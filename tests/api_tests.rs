//! HTTP API tests over the real router with injected test doubles.

mod common;

use axum_test::TestServer;
use common::mocks::{test_config, EchoLlm, HashEmbedder};
use serde_json::{json, Value};
use std::sync::Arc;

use vellum::rag::{RagPipeline, TextChunker};
use vellum::store::InMemoryStore;
use vellum::AppState;

fn test_server() -> TestServer {
    let config = test_config();
    let pipeline = RagPipeline::new(
        TextChunker::with_word_chunking(config.rag.chunk_size, config.rag.chunk_overlap).unwrap(),
        Arc::new(HashEmbedder),
        Arc::new(InMemoryStore::new()),
        Arc::new(EchoLlm::new()),
    )
    .with_top_k(config.rag.top_k);

    let state = AppState {
        pipeline: Arc::new(pipeline),
        config: Arc::new(config),
    };

    let app = vellum::api::create_router().with_state(state);
    TestServer::new(app).expect("failed to start test server")
}

#[tokio::test]
async fn health_reports_ok() {
    let server = test_server();

    let response = server.get("/api/health").await;
    response.assert_status_ok();

    let body: Value = response.json();
    assert_eq!(body["status"], "ok");
    assert!(body["version"].as_str().is_some());
}

#[tokio::test]
async fn ingest_then_search_roundtrip() {
    let server = test_server();

    let response = server
        .post("/api/rag/ingest")
        .json(&json!({
            "collection": "docs",
            "content": "Rust is a systems programming language with a borrow checker \
                        that enforces memory safety at compile time.",
            "title": "Rust notes",
            "source": "notes.txt",
            "tags": ["rust"]
        }))
        .await;
    response.assert_status_ok();

    let ingest: Value = response.json();
    assert_eq!(ingest["collection"], "docs");
    assert!(ingest["chunks_created"].as_u64().unwrap() >= 1);

    let response = server
        .post("/api/rag/search")
        .json(&json!({
            "collection": "docs",
            "query": "borrow checker memory safety",
            "limit": 5
        }))
        .await;
    response.assert_status_ok();

    let search: Value = response.json();
    assert_eq!(search["strategy"], "semantic");
    assert!(search["total"].as_u64().unwrap() >= 1);
    assert_eq!(search["results"][0]["metadata"]["title"], "Rust notes");
}

#[tokio::test]
async fn query_returns_answer_with_sources() {
    let server = test_server();

    server
        .post("/api/rag/ingest")
        .json(&json!({
            "collection": "docs",
            "content": "HNSW builds a layered proximity graph for approximate nearest \
                        neighbor search in logarithmic time.",
            "title": "HNSW"
        }))
        .await
        .assert_status_ok();

    let response = server
        .post("/api/rag/query")
        .json(&json!({
            "collection": "docs",
            "query": "How does HNSW search?"
        }))
        .await;
    response.assert_status_ok();

    let body: Value = response.json();
    assert_eq!(body["answer"], "mock answer");
    assert_eq!(body["model"], "echo-model");
    assert!(!body["sources"].as_array().unwrap().is_empty());
}

#[tokio::test]
async fn search_unknown_collection_is_404() {
    let server = test_server();

    let response = server
        .post("/api/rag/search")
        .json(&json!({ "collection": "ghost", "query": "anything" }))
        .await;

    response.assert_status_not_found();
    let body: Value = response.json();
    assert!(body["error"].as_str().unwrap().contains("ghost"));
}

#[tokio::test]
async fn ingest_validates_input() {
    let server = test_server();

    let response = server
        .post("/api/rag/ingest")
        .json(&json!({ "collection": "", "content": "text" }))
        .await;
    response.assert_status_bad_request();

    let response = server
        .post("/api/rag/ingest")
        .json(&json!({ "collection": "docs", "content": "" }))
        .await;
    response.assert_status_bad_request();
}

#[tokio::test]
async fn bad_strategy_is_rejected() {
    let server = test_server();

    server
        .post("/api/rag/ingest")
        .json(&json!({ "collection": "docs", "content": "some indexed text here" }))
        .await
        .assert_status_ok();

    let response = server
        .post("/api/rag/search")
        .json(&json!({
            "collection": "docs",
            "query": "text",
            "strategy": "pagerank"
        }))
        .await;

    response.assert_status_bad_request();
}

#[tokio::test]
async fn collections_lifecycle_over_http() {
    let server = test_server();

    server
        .post("/api/rag/ingest")
        .json(&json!({ "collection": "papers", "content": "vector search content" }))
        .await
        .assert_status_ok();

    let response = server.get("/api/rag/collections").await;
    response.assert_status_ok();
    let list: Value = response.json();
    assert_eq!(list[0]["name"], "papers");
    assert!(list[0]["document_count"].as_u64().unwrap() >= 1);

    let response = server.delete("/api/rag/collections/papers").await;
    response.assert_status_ok();
    let deleted: Value = response.json();
    assert_eq!(deleted["collection"], "papers");

    let response = server.get("/api/rag/collections").await;
    let list: Value = response.json();
    assert!(list.as_array().unwrap().is_empty());

    // Deleting again is a 404.
    server
        .delete("/api/rag/collections/papers")
        .await
        .assert_status_not_found();
}

#[tokio::test]
async fn per_request_chunking_strategy() {
    let server = test_server();

    let response = server
        .post("/api/rag/ingest")
        .json(&json!({
            "collection": "docs",
            "content": "First sentence about retrieval. Second sentence about generation. \
                        Third sentence about indexing.",
            "chunking_strategy": "sentence"
        }))
        .await;
    response.assert_status_ok();

    let response = server
        .post("/api/rag/ingest")
        .json(&json!({
            "collection": "docs",
            "content": "text",
            "chunking_strategy": "token"
        }))
        .await;
    response.assert_status_bad_request();
}
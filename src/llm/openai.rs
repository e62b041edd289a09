//! OpenAI chat completion client (feature `openai`).

use crate::llm::client::{LlmClient, ModelInfo};
use crate::types::{AppError, Result};
use async_openai::{
    Client,
    config::OpenAIConfig,
    types::{
        ChatCompletionRequestAssistantMessage, ChatCompletionRequestMessage,
        ChatCompletionRequestSystemMessage, ChatCompletionRequestUserMessage,
        CreateChatCompletionRequestArgs,
    },
};
use async_trait::async_trait;
use futures::StreamExt;

pub struct OpenAIClient {
    client: Client<OpenAIConfig>,
    model: String,
}

impl OpenAIClient {
    pub fn new(api_key: String, api_base: String, model: String) -> Self {
        let config = OpenAIConfig::new()
            .with_api_key(api_key)
            .with_api_base(api_base);

        Self {
            client: Client::with_config(config),
            model,
        }
    }

    async fn chat(&self, messages: Vec<ChatCompletionRequestMessage>) -> Result<String> {
        let request = CreateChatCompletionRequestArgs::default()
            .model(&self.model)
            .messages(messages)
            .build()
            .map_err(|e| AppError::Llm(format!("Failed to build request: {}", e)))?;

        let response = self
            .client
            .chat()
            .create(request)
            .await
            .map_err(|e| AppError::Llm(format!("OpenAI API error: {}", e)))?;

        response
            .choices
            .first()
            .and_then(|choice| choice.message.content.clone())
            .ok_or_else(|| AppError::Llm("No response from OpenAI".to_string()))
    }
}

#[async_trait]
impl LlmClient for OpenAIClient {
    async fn generate(&self, prompt: &str) -> Result<String> {
        self.chat(vec![ChatCompletionRequestMessage::User(
            ChatCompletionRequestUserMessage::from(prompt.to_string()),
        )])
        .await
    }

    async fn generate_with_system(&self, system: &str, prompt: &str) -> Result<String> {
        self.chat(vec![
            ChatCompletionRequestMessage::System(ChatCompletionRequestSystemMessage::from(
                system.to_string(),
            )),
            ChatCompletionRequestMessage::User(ChatCompletionRequestUserMessage::from(
                prompt.to_string(),
            )),
        ])
        .await
    }

    async fn generate_with_history(&self, messages: &[(String, String)]) -> Result<String> {
        let chat_messages: Vec<ChatCompletionRequestMessage> = messages
            .iter()
            .map(|(role, content)| match role.as_str() {
                "system" => ChatCompletionRequestMessage::System(
                    ChatCompletionRequestSystemMessage::from(content.clone()),
                ),
                "assistant" => ChatCompletionRequestMessage::Assistant(
                    ChatCompletionRequestAssistantMessage::from(content.clone()),
                ),
                _ => ChatCompletionRequestMessage::User(ChatCompletionRequestUserMessage::from(
                    content.clone(),
                )),
            })
            .collect();

        self.chat(chat_messages).await
    }

    async fn stream(
        &self,
        prompt: &str,
    ) -> Result<Box<dyn futures::Stream<Item = Result<String>> + Send + Unpin>> {
        let request = CreateChatCompletionRequestArgs::default()
            .model(&self.model)
            .messages(vec![ChatCompletionRequestMessage::User(
                ChatCompletionRequestUserMessage::from(prompt.to_string()),
            )])
            .build()
            .map_err(|e| AppError::Llm(format!("Failed to build request: {}", e)))?;

        let mut stream = self
            .client
            .chat()
            .create_stream(request)
            .await
            .map_err(|e| AppError::Llm(format!("OpenAI API error: {}", e)))?;

        let result_stream = async_stream::stream! {
            while let Some(result) = stream.next().await {
                match result {
                    Ok(response) => {
                        for choice in response.choices {
                            if let Some(content) = choice.delta.content {
                                yield Ok(content);
                            }
                        }
                    }
                    Err(e) => {
                        yield Err(AppError::Llm(format!("Stream error: {}", e)));
                    }
                }
            }
        };

        Ok(Box::new(Box::pin(result_stream)))
    }

    fn model_name(&self) -> &str {
        &self.model
    }

    fn model_info(&self) -> ModelInfo {
        ModelInfo {
            name: self.model.clone(),
            provider: "OpenAI".to_string(),
            supports_streaming: true,
            supports_vision: false,
        }
    }
}

#[cfg(test)]
mod tests {
    use super::*;

    #[test]
    fn client_reports_model() {
        let client = OpenAIClient::new(
            "sk-test".to_string(),
            "https://api.openai.com/v1".to_string(),
            "gpt-4o-mini".to_string(),
        );
        assert_eq!(client.model_name(), "gpt-4o-mini");
        assert_eq!(client.model_info().provider, "OpenAI");
    }
}
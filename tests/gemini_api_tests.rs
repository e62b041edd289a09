//! Wire-level tests for the Gemini clients against a mocked API server.

use serde_json::json;
use wiremock::matchers::{body_partial_json, method, path, query_param};
use wiremock::{Mock, MockServer, ResponseTemplate};

use vellum::llm::{GeminiClient, LlmClient};
use vellum::rag::{EmbeddingProvider, GeminiEmbedder};

fn generate_response(text: &str) -> serde_json::Value {
    json!({
        "candidates": [{
            "content": { "role": "model", "parts": [{ "text": text }] },
            "finishReason": "STOP"
        }],
        "usageMetadata": { "promptTokenCount": 4, "candidatesTokenCount": 8, "totalTokenCount": 12 }
    })
}

#[tokio::test]
async fn generate_parses_candidate_text() {
    let server = MockServer::start().await;

    Mock::given(method("POST"))
        .and(path("/v1beta/models/gemini-1.5-pro:generateContent"))
        .and(query_param("key", "test-key"))
        .respond_with(ResponseTemplate::new(200).set_body_json(generate_response("Hello from Gemini")))
        .expect(1)
        .mount(&server)
        .await;

    let client = GeminiClient::new("test-key".to_string(), "gemini-1.5-pro".to_string())
        .unwrap()
        .with_base_url(server.uri());

    let answer = client.generate("Say hello").await.unwrap();
    assert_eq!(answer, "Hello from Gemini");
}

#[tokio::test]
async fn system_prompt_is_sent_as_system_instruction() {
    let server = MockServer::start().await;

    Mock::given(method("POST"))
        .and(path("/v1beta/models/gemini-1.5-pro:generateContent"))
        .and(body_partial_json(json!({
            "systemInstruction": { "parts": [{ "text": "Be terse." }] }
        })))
        .respond_with(ResponseTemplate::new(200).set_body_json(generate_response("ok")))
        .expect(1)
        .mount(&server)
        .await;

    let client = GeminiClient::new("test-key".to_string(), "gemini-1.5-pro".to_string())
        .unwrap()
        .with_base_url(server.uri());

    let answer = client.generate_with_system("Be terse.", "hi").await.unwrap();
    assert_eq!(answer, "ok");
}

#[tokio::test]
async fn history_maps_assistant_to_model_role() {
    let server = MockServer::start().await;

    Mock::given(method("POST"))
        .and(path("/v1beta/models/gemini-1.5-pro:generateContent"))
        .and(body_partial_json(json!({
            "contents": [
                { "role": "user", "parts": [{ "text": "first" }] },
                { "role": "model", "parts": [{ "text": "reply" }] },
                { "role": "user", "parts": [{ "text": "second" }] }
            ]
        })))
        .respond_with(ResponseTemplate::new(200).set_body_json(generate_response("done")))
        .expect(1)
        .mount(&server)
        .await;

    let client = GeminiClient::new("test-key".to_string(), "gemini-1.5-pro".to_string())
        .unwrap()
        .with_base_url(server.uri());

    let messages = vec![
        ("user".to_string(), "first".to_string()),
        ("assistant".to_string(), "reply".to_string()),
        ("user".to_string(), "second".to_string()),
    ];

    let answer = client.generate_with_history(&messages).await.unwrap();
    assert_eq!(answer, "done");
}

#[tokio::test]
async fn api_errors_surface_status_and_body() {
    let server = MockServer::start().await;

    Mock::given(method("POST"))
        .and(path("/v1beta/models/gemini-1.5-pro:generateContent"))
        .respond_with(
            ResponseTemplate::new(429).set_body_string(r#"{"error":"rate limited"}"#),
        )
        .mount(&server)
        .await;

    let client = GeminiClient::new("test-key".to_string(), "gemini-1.5-pro".to_string())
        .unwrap()
        .with_base_url(server.uri());

    let err = client.generate("hello").await.unwrap_err();
    let message = err.to_string();
    assert!(message.contains("429"));
    assert!(message.contains("rate limited"));
}

#[tokio::test]
async fn empty_candidates_is_an_error() {
    let server = MockServer::start().await;

    Mock::given(method("POST"))
        .and(path("/v1beta/models/gemini-1.5-pro:generateContent"))
        .respond_with(ResponseTemplate::new(200).set_body_json(json!({ "candidates": [] })))
        .mount(&server)
        .await;

    let client = GeminiClient::new("test-key".to_string(), "gemini-1.5-pro".to_string())
        .unwrap()
        .with_base_url(server.uri());

    assert!(client.generate("hello").await.is_err());
}

#[tokio::test]
async fn embed_content_parses_values() {
    let server = MockServer::start().await;

    Mock::given(method("POST"))
        .and(path("/v1beta/models/embedding-001:embedContent"))
        .and(query_param("key", "test-key"))
        .respond_with(ResponseTemplate::new(200).set_body_json(json!({
            "embedding": { "values": [0.1, 0.2, 0.3] }
        })))
        .expect(1)
        .mount(&server)
        .await;

    let embedder = GeminiEmbedder::new("test-key".to_string(), "models/embedding-001".to_string())
        .unwrap()
        .with_base_url(server.uri());

    let embedding = embedder.embed("hello").await.unwrap();
    assert_eq!(embedding, vec![0.1, 0.2, 0.3]);
}

#[tokio::test]
async fn batch_embed_preserves_order_and_count() {
    let server = MockServer::start().await;

    Mock::given(method("POST"))
        .and(path("/v1beta/models/embedding-001:batchEmbedContents"))
        .respond_with(ResponseTemplate::new(200).set_body_json(json!({
            "embeddings": [
                { "values": [1.0, 0.0] },
                { "values": [0.0, 1.0] }
            ]
        })))
        .expect(1)
        .mount(&server)
        .await;

    let embedder = GeminiEmbedder::new("test-key".to_string(), "models/embedding-001".to_string())
        .unwrap()
        .with_base_url(server.uri());

    let embeddings = embedder
        .embed_batch(&["first".to_string(), "second".to_string()])
        .await
        .unwrap();

    assert_eq!(embeddings.len(), 2);
    assert_eq!(embeddings[0], vec![1.0, 0.0]);
    assert_eq!(embeddings[1], vec![0.0, 1.0]);
}

#[tokio::test]
async fn batch_embed_rejects_count_mismatch() {
    let server = MockServer::start().await;

    Mock::given(method("POST"))
        .and(path("/v1beta/models/embedding-001:batchEmbedContents"))
        .respond_with(ResponseTemplate::new(200).set_body_json(json!({
            "embeddings": [ { "values": [1.0, 0.0] } ]
        })))
        .mount(&server)
        .await;

    let embedder = GeminiEmbedder::new("test-key".to_string(), "models/embedding-001".to_string())
        .unwrap()
        .with_base_url(server.uri());

    let result = embedder
        .embed_batch(&["first".to_string(), "second".to_string()])
        .await;

    assert!(result.is_err());
}
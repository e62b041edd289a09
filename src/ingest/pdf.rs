//! PDF text and metadata extraction.
//!
//! Text comes from pdf-extract; document metadata (page count, Info
//! dictionary fields) is read with lopdf on a best-effort basis - a PDF
//! with a broken Info dictionary still ingests with its text alone.

use crate::types::{AppError, DocumentMetadata, Result};
use chrono::Utc;
use std::path::Path;
use tracing::debug;

/// Extracted text plus source metadata for one PDF.
#[derive(Debug, Clone)]
pub struct ExtractedPdf {
    pub text: String,
    pub metadata: DocumentMetadata,
}

/// Extracts text and metadata from PDF files.
pub struct PdfExtractor;

impl PdfExtractor {
    /// Extract the full text of a PDF along with its metadata.
    ///
    /// # Errors
    ///
    /// Fails when the file cannot be parsed as a PDF at all; metadata
    /// fields that cannot be read are simply left empty.
    pub fn extract(path: &Path) -> Result<ExtractedPdf> {
        let text = pdf_extract::extract_text(path)
            .map_err(|e| AppError::Ingestion(format!("Failed to parse {}: {}", path.display(), e)))?;

        let file_name = path
            .file_name()
            .map(|n| n.to_string_lossy().to_string())
            .unwrap_or_default();

        let (page_count, title, author) = Self::document_info(path);

        debug!(
            file = %file_name,
            pages = page_count.unwrap_or(0),
            chars = text.len(),
            "extracted pdf"
        );

        Ok(ExtractedPdf {
            text,
            metadata: DocumentMetadata {
                title: title.unwrap_or_else(|| file_name.clone()),
                source: path.to_string_lossy().to_string(),
                author,
                page_count,
                created_at: Utc::now(),
                tags: Vec::new(),
            },
        })
    }

    /// Page count and Info dictionary fields, best-effort.
    fn document_info(path: &Path) -> (Option<usize>, Option<String>, Option<String>) {
        let Ok(doc) = lopdf::Document::load(path) else {
            return (None, None, None);
        };

        let page_count = Some(doc.get_pages().len());

        let info = doc
            .trailer
            .get(b"Info")
            .ok()
            .and_then(|obj| obj.as_reference().ok())
            .and_then(|id| doc.get_object(id).ok())
            .and_then(|obj| obj.as_dict().ok());

        let field = |name: &[u8]| {
            info.and_then(|dict| dict.get(name).ok())
                .and_then(|obj| obj.as_str().ok())
                .map(decode_pdf_string)
                .filter(|s| !s.trim().is_empty())
        };

        (page_count, field(b"Title"), field(b"Author"))
    }
}

/// Decode a PDF string: UTF-16BE when BOM-prefixed, Latin-ish bytes
/// otherwise.
fn decode_pdf_string(bytes: &[u8]) -> String {
    if bytes.len() >= 2 && bytes[0] == 0xFE && bytes[1] == 0xFF {
        let utf16: Vec<u16> = bytes[2..]
            .chunks_exact(2)
            .map(|pair| u16::from_be_bytes([pair[0], pair[1]]))
            .collect();
        String::from_utf16_lossy(&utf16)
    } else {
        String::from_utf8_lossy(bytes).to_string()
    }
}

#[cfg(test)]
mod tests {
    use super::*;

    #[test]
    fn decodes_plain_bytes() {
        assert_eq!(decode_pdf_string(b"Simple Title"), "Simple Title");
    }

    #[test]
    fn decodes_utf16be_with_bom() {
        // "Hi" in UTF-16BE with BOM
        let bytes = [0xFE, 0xFF, 0x00, 0x48, 0x00, 0x69];
        assert_eq!(decode_pdf_string(&bytes), "Hi");
    }

    #[test]
    fn missing_file_is_an_ingestion_error() {
        let result = PdfExtractor::extract(Path::new("/nonexistent/ghost.pdf"));
        assert!(matches!(result, Err(AppError::Ingestion(_))));
    }
}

*WHAT THE TASK REQUIRES*.
For each line of the entries that contains the word "papers", make a copy.

*TASK RESULT*.
        .json(&json!({ "collection": "papers", "content": "vector search content" }))
    assert_eq!(list[0]["name"], "papers");
    let response = server.delete("/api/rag/collections/papers").await;
    assert_eq!(deleted["collection"], "papers");
        .delete("/api/rag/collections/papers")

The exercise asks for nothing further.